A huge drawback to Google Fi I rarely hear about is that Google is just terrible at customer support. At least with T-Mobile I can call someone, chat with someone, go to a store, get Twitter support, and it's usually pretty quick.
The biggest plus is protection against SIM hijacking, which I agree is a big plus, but no one should be using SMS for 2FA anyway.
I've been using Fi for 3 years. CS has always been hit-or-miss in my experience, but it has gotten worse now that there are a lot more subscribers (thanks to iPhone support and the massive Pixel 3 promo they did last year). They tend to send a lot more generic non-answers, never call back during your call back period (or call at some random hour like 4:30 AM), or just don't even respond at all anymore.
Like many companies, if you keep calling you'll eventually get someone awesome who can pull strings. But it's frustrating.

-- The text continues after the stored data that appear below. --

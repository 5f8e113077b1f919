use eframe::egui;
use std::time::{Duration, Instant};

use ocrsheet::image2text::OcrLanguage;
use ocrsheet::shell::{Shell, ShellEvent, UploadOutcome};

const POLL_INTERVAL: Duration = Duration::from_millis(100);

pub struct OcrSheetApp {
    shell: Shell,
    column_input: String,
    language: OcrLanguage,
    close_at: Option<Instant>,
}

impl OcrSheetApp {
    pub fn new(shell: Shell) -> Self {
        let language = shell.language();
        Self {
            shell,
            column_input: String::new(),
            language,
            close_at: None,
        }
    }

    fn handle_event(&mut self, event: ShellEvent) {
        match event {
            ShellEvent::Saved { path, close_after } => {
                log::info!("Saved {}, closing in {:?}", path.display(), close_after);
                self.close_at = Some(Instant::now() + close_after);
            }
            ShellEvent::SaveCancelled | ShellEvent::Cancelled => {}
            ShellEvent::Failed(e) => log::debug!("Job failed with {}", e.code()),
        }
    }

    fn form(&mut self, ui: &mut egui::Ui) {
        ui.vertical_centered(|ui| {
            ui.add_space(5.0);
            ui.label(egui::RichText::new(self.shell.status_text()).size(12.0));

            ui.add_space(15.0);
            ui.heading(egui::RichText::new("OCR to Excel Converter").size(18.0).strong());

            ui.add_space(10.0);
            ui.label("Enter the number of columns in your data:");
            ui.add(
                egui::TextEdit::singleline(&mut self.column_input)
                    .hint_text("e.g., 3")
                    .desired_width(60.0),
            );

            ui.add_space(10.0);
            ui.label("Select the language of the image:");
            egui::ComboBox::from_id_source("language")
                .selected_text(self.language.label())
                .show_ui(ui, |ui| {
                    for language in OcrLanguage::ALL {
                        ui.selectable_value(&mut self.language, language, language.label());
                    }
                });
            self.shell.set_language(self.language);

            ui.add_space(20.0);
            let busy = self.shell.is_busy();
            let upload = egui::Button::new("Upload Photo")
                .min_size(egui::vec2(200.0, 28.0))
                .fill(egui::Color32::DARK_GREEN);
            if ui.add_enabled(!busy && self.close_at.is_none(), upload).clicked() {
                if let UploadOutcome::Started = self.shell.upload(&self.column_input) {
                    log::debug!("Upload started");
                }
            }

            if busy {
                ui.add_space(10.0);
                ui.horizontal(|ui| {
                    ui.spinner();
                    ui.label("Recognizing text...");
                    if ui.button("Cancel").clicked() {
                        self.shell.cancel_job();
                    }
                });
            }
        });
    }
}

impl eframe::App for OcrSheetApp {
    fn update(&mut self, ctx: &egui::Context, _frame: &mut eframe::Frame) {
        if let Some(event) = self.shell.poll() {
            self.handle_event(event);
        }

        if let Some(close_at) = self.close_at {
            let now = Instant::now();
            if now >= close_at {
                ctx.send_viewport_cmd(egui::ViewportCommand::Close);
            } else {
                ctx.request_repaint_after(close_at - now);
            }
        }

        // keep polling the worker while nothing else triggers a repaint
        if self.shell.is_busy() {
            ctx.request_repaint_after(POLL_INTERVAL);
        }

        egui::CentralPanel::default().show(ctx, |ui| self.form(ui));
    }
}
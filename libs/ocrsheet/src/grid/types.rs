use serde::Serialize;

/// Rectangular table of recognized fragments. Every row holds exactly
/// `num_columns` cells; padding cells are empty strings.
#[derive(Clone, Debug, PartialEq, Eq, Serialize)]
pub struct Grid {
    num_columns: usize,
    rows: Vec<Vec<String>>,
}

impl Grid {
    pub(crate) fn from_padded_rows(num_columns: usize, rows: Vec<Vec<String>>) -> Self {
        debug_assert!(rows.iter().all(|row| row.len() == num_columns));
        Self { num_columns, rows }
    }

    pub fn num_columns(&self) -> usize {
        self.num_columns
    }

    pub fn num_rows(&self) -> usize {
        self.rows.len()
    }

    pub fn is_empty(&self) -> bool {
        self.rows.is_empty()
    }

    pub fn rows(&self) -> &[Vec<String>] {
        &self.rows
    }

    pub fn cell(&self, row: usize, column: usize) -> Option<&str> {
        self.rows.get(row)?.get(column).map(String::as_str)
    }
}
use chrono::{DateTime, Local, TimeZone};

pub const EXPORT_FILE_PREFIX: &str = "OCR_Export_";

pub fn get_current_timestamp_str() -> String {
    Local::now().format("%Y-%m-%d %H:%M:%S").to_string()
}

pub fn get_export_timestamp_str<Tz: TimeZone>(at: &DateTime<Tz>) -> String
where
    Tz::Offset: std::fmt::Display,
{
    at.format("%Y%m%d_%H%M%S").to_string()
}

/// `OCR_Export_<YYYYMMDD_HHMMSS>.xlsx` for the current local time.
pub fn default_export_file_name() -> String {
    format!("{}{}.xlsx", EXPORT_FILE_PREFIX, get_export_timestamp_str(&Local::now()))
}

#[cfg(test)]
mod tests {
    use super::*;
    use chrono::{NaiveDate, Utc};

    #[test]
    fn test_export_timestamp_format() {
        let at = NaiveDate::from_ymd_opt(2024, 3, 7)
            .and_then(|d| d.and_hms_opt(9, 5, 42))
            .unwrap()
            .and_utc();
        assert_eq!(get_export_timestamp_str::<Utc>(&at), "20240307_090542");
    }

    #[test]
    fn test_default_export_file_name_shape() {
        let name = default_export_file_name();
        let stamp = name
            .strip_prefix(EXPORT_FILE_PREFIX)
            .and_then(|rest| rest.strip_suffix(".xlsx"))
            .expect("prefix and extension");

        let (date, time) = stamp.split_once('_').expect("date_time separator");
        assert_eq!(date.len(), 8);
        assert_eq!(time.len(), 6);
        assert!(date.chars().chain(time.chars()).all(|c| c.is_ascii_digit()));
    }
}
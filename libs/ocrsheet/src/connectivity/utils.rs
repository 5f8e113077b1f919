use std::net::{TcpStream, ToSocketAddrs};
use std::time::Instant;

use super::types::{ConnectivityConfig, ConnectivityProbe};

/// Single connection attempt bounded by `config.timeout`. No retries.
pub fn is_online(config: &ConnectivityConfig) -> bool {
    let start = Instant::now();

    let addrs = match (config.host.as_str(), config.port).to_socket_addrs() {
        Ok(addrs) => addrs.collect::<Vec<_>>(),
        Err(e) => {
            log::warn!("Failed to resolve {}:{}: {}", config.host, config.port, e);
            return false;
        }
    };

    let Some(addr) = addrs.first() else {
        log::warn!("No address found for {}:{}", config.host, config.port);
        return false;
    };

    match TcpStream::connect_timeout(addr, config.timeout) {
        Ok(_) => {
            log::debug!("Connectivity probe to {} succeeded in {:?}", addr, start.elapsed());
            true
        }
        Err(e) => {
            log::warn!("Connectivity probe to {} failed after {:?}: {}", addr, start.elapsed(), e);
            false
        }
    }
}

#[derive(Clone, Debug, Default)]
pub struct TcpProbe {
    config: ConnectivityConfig,
}

impl TcpProbe {
    pub fn new(config: ConnectivityConfig) -> Self {
        Self { config }
    }
}

impl ConnectivityProbe for TcpProbe {
    fn is_online(&self) -> bool {
        is_online(&self.config)
    }
}

#[cfg(test)]
mod tests {
    use super::*;
    use crate::connectivity::ConnectionStatus;
    use std::net::TcpListener;
    use std::time::Duration;

    #[test]
    fn test_is_online_with_local_listener() {
        let listener = TcpListener::bind("127.0.0.1:0").unwrap();
        let port = listener.local_addr().unwrap().port();

        let config = ConnectivityConfig::new("127.0.0.1", port, Duration::from_millis(500));
        assert!(is_online(&config));
        assert!(TcpProbe::new(config).is_online());
    }

    #[test]
    fn test_is_online_refused() {
        // bind then drop so the port is (almost certainly) closed
        let port = {
            let listener = TcpListener::bind("127.0.0.1:0").unwrap();
            listener.local_addr().unwrap().port()
        };

        let config = ConnectivityConfig::new("127.0.0.1", port, Duration::from_millis(500));
        assert!(!is_online(&config));
    }

    #[test]
    fn test_is_online_unresolvable_host() {
        let config = ConnectivityConfig::new("host.invalid", 53, Duration::from_millis(200));
        assert!(!is_online(&config));
    }

    #[test]
    fn test_connection_status_display() {
        assert_eq!(ConnectionStatus::from_online(true).to_string(), "Connected");
        assert_eq!(ConnectionStatus::from_online(false).to_string(), "No Connection");
    }
}
mod error;
pub use error::JobError;

mod types;
pub use types::{parse_column_count, JobParameters};

mod utils;
pub use utils::run_job;

mod handle;
pub use handle::{spawn_job, JobHandle, JobPoll};
mod types;
pub use types::Grid;

mod utils;
pub use utils::build_grid;
use anyhow::Result;
use std::path::{Path, PathBuf};

use crate::grid::Grid;

mod xlsx;
pub use xlsx::{XlsxWriter, DEFAULT_SHEET_NAME, XLSX_MAX_COLUMNS, XLSX_MAX_ROWS};

pub const XLSX_EXTENSION: &str = "xlsx";

/// Writes a grid as plain data rows: no index column, no header row.
pub trait SpreadsheetWriter: Send + Sync {
    fn write(&self, grid: &Grid, path: &Path) -> Result<()>;
}

/// Appends `.xlsx` unless the path already carries it (any case).
pub fn ensure_xlsx_extension(path: &Path) -> PathBuf {
    let has_extension = path
        .extension()
        .and_then(std::ffi::OsStr::to_str)
        .is_some_and(|ext| ext.eq_ignore_ascii_case(XLSX_EXTENSION));

    if has_extension {
        path.to_path_buf()
    } else {
        let mut file_name = path.as_os_str().to_os_string();
        file_name.push(".");
        file_name.push(XLSX_EXTENSION);
        PathBuf::from(file_name)
    }
}
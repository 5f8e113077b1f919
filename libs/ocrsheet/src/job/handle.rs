use std::sync::atomic::{AtomicBool, Ordering};
use std::sync::Arc;
use std::time::{Duration, Instant};

use tokio::runtime::Handle;
use tokio::sync::oneshot::{self, error::TryRecvError};

use super::error::JobError;
use super::types::JobParameters;
use super::utils::run_job;
use crate::grid::Grid;
use crate::image2text::OcrEngine;

pub type JobResult = Result<Grid, JobError>;

#[derive(Debug)]
pub enum JobPoll {
    Pending,
    Finished(JobResult),
}

/// The surface's grip on an in-flight job: its eventual result and a way to
/// ask it to stop.
#[derive(Debug)]
pub struct JobHandle {
    receiver: oneshot::Receiver<JobResult>,
    cancel: Arc<AtomicBool>,
    started: Instant,
}

impl JobHandle {
    pub fn cancel(&self) {
        log::info!("Cancellation requested");
        self.cancel.store(true, Ordering::SeqCst);
    }

    pub fn cancel_flag(&self) -> Arc<AtomicBool> {
        self.cancel.clone()
    }

    pub fn elapsed(&self) -> Duration {
        self.started.elapsed()
    }

    /// Non-blocking check, meant to be called once per UI frame.
    pub fn try_poll(&mut self) -> JobPoll {
        match self.receiver.try_recv() {
            Ok(result) => JobPoll::Finished(result),
            Err(TryRecvError::Empty) => JobPoll::Pending,
            Err(TryRecvError::Closed) => JobPoll::Finished(Err(JobError::WorkerFailed {
                reason: "worker exited without a result".to_string(),
            })),
        }
    }

    pub async fn wait(self) -> JobResult {
        self.receiver.await.unwrap_or_else(|_| {
            Err(JobError::WorkerFailed {
                reason: "worker exited without a result".to_string(),
            })
        })
    }
}

/// Runs one job on the runtime's blocking pool.
pub fn spawn_job(runtime: &Handle, params: JobParameters, engine: Arc<dyn OcrEngine>) -> JobHandle {
    let (tx, rx) = oneshot::channel();
    let cancel = Arc::new(AtomicBool::new(false));

    runtime.spawn_blocking({
        let cancel = cancel.clone();
        move || {
            let start = Instant::now();
            let result = run_job(&params, engine.as_ref(), &cancel);
            match &result {
                Ok(grid) => log::info!("Job finished in {:?}: {} rows", start.elapsed(), grid.num_rows()),
                Err(e) => log::warn!("Job ended after {:?}: [{}] {}", start.elapsed(), e.code(), e),
            }

            if tx.send(result).is_err() {
                log::warn!("Job result dropped, the surface is gone");
            }
        }
    });

    JobHandle {
        receiver: rx,
        cancel,
        started: Instant::now(),
    }
}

I've had the experience twice of phones getting lost on the way to me. They would insist on running an "investigation" that could last weeks or never resolve, before they would send a new device. In both cases, I had to be pretty pushy with the agent that the phone either fell off the truck or someone at FedEx stole it. Usually I needed a new phone ASAP due to a failure.

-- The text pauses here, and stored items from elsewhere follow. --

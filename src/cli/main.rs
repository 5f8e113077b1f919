use anyhow::Result;
use clap::Parser;
use std::path::PathBuf;
use std::process::ExitCode;
use std::sync::atomic::Ordering;
use std::sync::Arc;

use ocrsheet::common::{default_export_file_name, get_current_timestamp_str};
use ocrsheet::config::AppConfig;
use ocrsheet::connectivity::is_online;
use ocrsheet::export::{ensure_xlsx_extension, SpreadsheetWriter, XlsxWriter};
use ocrsheet::image2text::{OcrEngine, OcrGranularity, OcrLanguage, TesseractEngine};
use ocrsheet::job::{parse_column_count, spawn_job, JobError, JobParameters};
use ocrsheet::logger::init_logger_exe;
use ocrsheet::upload::validate_image_path;

#[derive(Parser)]
#[command(version, about = "OCR an image and export the text as a spreadsheet grid", long_about = None)]
struct Cli {
    #[arg(long, help = "input image (jpg, jpeg, png)")]
    image: PathBuf,
    #[arg(long, help = "number of columns in the output grid")]
    columns: String,
    #[arg(long, help = "language of the image text (en, ar)", default_value = "en")]
    language: String,
    #[arg(long, help = "output .xlsx path (default: OCR_Export_<timestamp>.xlsx)")]
    output: Option<PathBuf>,
    #[arg(long, help = "fragment granularity (word, line)", default_value = "line")]
    granularity: String,
    #[arg(long, help = "tesseract dpi")]
    dpi: Option<u32>,
    #[arg(long, help = "tesseract page segmentation mode")]
    psm: Option<u32>,
    #[arg(long, help = "tesseract OCR engine mode")]
    oem: Option<u32>,
    #[arg(long, help = "do not require an internet connection", default_value_t = false)]
    skip_connectivity_check: bool,
    #[arg(long, help = "print the grid as JSON instead of writing a file", default_value_t = false)]
    stdout: bool,
}

#[tokio::main]
async fn main() -> ExitCode {
    init_logger_exe();
    let cli = Cli::parse();

    match run(cli).await {
        Ok(()) => ExitCode::SUCCESS,
        Err(e) => {
            match e.downcast_ref::<JobError>() {
                Some(job_err) if !job_err.is_user_visible() => log::warn!("{}", job_err),
                Some(job_err) => log::error!("[{}] {}", job_err.code(), job_err),
                None => log::error!("{:#}", e),
            }
            ExitCode::FAILURE
        }
    }
}

async fn run(cli: Cli) -> Result<()> {
    let mut config = AppConfig::default();
    config.ocr.granularity = OcrGranularity::from(cli.granularity.as_str());
    config.ocr.dpi = cli.dpi.or(config.ocr.dpi);
    config.ocr.psm = cli.psm.or(config.ocr.psm);
    config.ocr.oem = cli.oem.or(config.ocr.oem);

    if !cli.skip_connectivity_check && !is_online(&config.connectivity) {
        return Err(JobError::Offline.into());
    }

    let num_columns = parse_column_count(&cli.columns)?;
    let language: OcrLanguage = cli.language.parse()?;
    let image_path = validate_image_path(&cli.image)?;

    log::info!("Job started at {}", get_current_timestamp_str());
    let params = JobParameters::new(num_columns, language, image_path);
    let engine: Arc<dyn OcrEngine> = Arc::new(TesseractEngine::new(config.ocr.clone()));
    let handle = spawn_job(&tokio::runtime::Handle::current(), params, engine);

    ctrlc::set_handler({
        let cancel = handle.cancel_flag();
        move || {
            log::warn!("Ctrl-C received, cancelling...");
            cancel.store(true, Ordering::SeqCst);
        }
    })?;

    let grid = handle.wait().await?;

    if cli.stdout {
        println!("{}", serde_json::to_string_pretty(&grid)?);
        return Ok(());
    }

    let output = ensure_xlsx_extension(&cli.output.unwrap_or_else(|| PathBuf::from(default_export_file_name())));
    XlsxWriter::default()
        .write(&grid, &output)
        .map_err(|e| JobError::export(&output, e))?;

    log::info!("Saved {} rows to {}", grid.num_rows(), output.display());
    Ok(())
}
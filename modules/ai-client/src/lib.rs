pub mod openai;
pub mod traits;
pub mod util;

pub use openai::OpenAi;
pub use traits::{ChatModel, Message, MessageRole};
pub use util::{strip_code_blocks, truncate_to_char_boundary};
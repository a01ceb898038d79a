use serde::{Deserialize, Serialize};

use crate::traits::Message;

#[derive(Debug, Clone, Serialize)]
pub(crate) struct WireMessage {
    pub role: &'static str,
    pub content: String,
}

impl From<Message> for WireMessage {
    fn from(message: Message) -> Self {
        Self {
            role: message.role.as_str(),
            content: message.content,
        }
    }
}

#[derive(Debug, Clone, Serialize)]
pub(crate) struct ChatRequest {
    pub model: String,
    pub messages: Vec<WireMessage>,
    #[serde(skip_serializing_if = "Option::is_none")]
    pub temperature: Option<f32>,
    #[serde(skip_serializing_if = "Option::is_none")]
    pub max_tokens: Option<u32>,
}

impl ChatRequest {
    pub fn new(model: impl Into<String>) -> Self {
        Self {
            model: model.into(),
            messages: Vec::new(),
            temperature: None,
            max_tokens: None,
        }
    }

    pub fn messages(mut self, messages: Vec<Message>) -> Self {
        self.messages.extend(messages.into_iter().map(WireMessage::from));
        self
    }

    pub fn temperature(mut self, temperature: f32) -> Self {
        self.temperature = Some(temperature);
        self
    }

    pub fn max_tokens(mut self, max_tokens: u32) -> Self {
        self.max_tokens = Some(max_tokens);
        self
    }
}

#[derive(Debug, Clone, Deserialize)]
pub(crate) struct ChatResponse {
    #[serde(default)]
    pub choices: Vec<Choice>,
}

#[derive(Debug, Clone, Deserialize)]
pub(crate) struct Choice {
    pub message: ResponseMessage,
}

#[derive(Debug, Clone, Deserialize)]
pub(crate) struct ResponseMessage {
    pub content: Option<String>,
}

impl ChatResponse {
    pub fn into_text(self) -> Option<String> {
        self.choices.into_iter().next().and_then(|c| c.message.content)
    }
}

Don't get me wrong, Fi is awesome, especially for international travel. Just show up at the airport and you've got service. The data rate structure is totally fair for how I use it. But there are definitely benefits to having a local Apple Store or Best Buy with a compatible phone in stock.
I've had excellent phone support with Fi in the past, but that was when it was Project Fi.
This outage is a bit worrying though. I'm sitting here waiting for a very important call and now found out, by reading HN, that they may not be able to reach me.
This would be a little bad for Google's free services.
Threads here frequently mention that Google's paid services are decent, but not here. People pay for Google Fi! Not only do they have awful support, but now they have issues like this.
The biggest plus is protection against SIM hijacking, which I agree is a big plus, but no one should be using SMS for 2FA anyway.